Pitt was commissioned into the Dorset Militia, of which his father was colonel from 1757 to 1798. He was promoted from captain to major on 25 April 1790, second lieutenant-colonel on 25 June 1798, and first lieutenant-colonel shortly thereafter. He resigned his commission in late 1799. In 1803, he succeeded his father as Baron Rivers. He was a Lord of the Bedchamber from 1804 to 1819.

In his younger years, he was a dandy and an avid huntsman, keeping an excellent pack of greyhounds until 1825, when failing health forced him to abandon the sport. In 1800 he became the patron of the Swiss painter Jacques-Laurent Agasse, who made paintings of his greyhounds and horses.

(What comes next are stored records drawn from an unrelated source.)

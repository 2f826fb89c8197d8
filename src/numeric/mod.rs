// SPDX-License-Identifier: MIT
//
// Copyright (c) 2025 Alexandre Severino
//
// Permission is hereby granted, free of charge, to any person obtaining a copy
// of this software and associated documentation files (the "Software"), to deal
// in the Software without restriction, including without limitation the rights
// to use, copy, modify, merge, publish, distribute, sublicense, and/or sell
// copies of the Software, and to permit persons to whom the Software is
// furnished to do so, subject to the following conditions:
//
// The above copyright notice and this permission notice shall be included in
// all copies or substantial portions of the Software.
//
// THE SOFTWARE IS PROVIDED "AS IS", WITHOUT WARRANTY OF ANY KIND, EXPRESS OR
// IMPLIED, INCLUDING BUT NOT LIMITED TO THE WARRANTIES OF MERCHANTABILITY,
// FITNESS FOR A PARTICULAR PURPOSE AND NONINFRINGEMENT. IN NO EVENT SHALL THE
// AUTHORS OR COPYRIGHT HOLDERS BE LIABLE FOR ANY CLAIM, DAMAGES OR OTHER
// LIABILITY, WHETHER IN AN ACTION OF CONTRACT, TORT OR OTHERWISE, ARISING FROM,
// OUT OF OR IN CONNECTION WITH THE SOFTWARE OR THE USE OR OTHER DEALINGS IN THE
// SOFTWARE.

pub mod angle;
pub mod big_float;
pub mod judge;
pub mod lazy_exact;

pub use angle::PiAngle;
pub use big_float::BigFloat;
pub use judge::Judge;
pub use lazy_exact::{LazyExact, Trig};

He sold part of the family estates, those around Stratfield Saye House, to the nation in about 1814, so that it could be given to Arthur Wellesley, 1st Duke of Wellington as the gift of a grateful nation following his defeat of Napoleon. Around 1819 he bought the estate at Tollard Royal, Wiltshire, which remains in Pitt-Rivers ownership.

He died on 20 July 1828 in Grosvenor Place. Upon his death, the Barony of Rivers, of Stratfield Saye, created in 1776, became extinct, while the Barony of Rivers, of Sudeley Castle, created in 1802, passed by special remainder to his nephew Horace Beckford, who adopted the surname of Pitt-Rivers.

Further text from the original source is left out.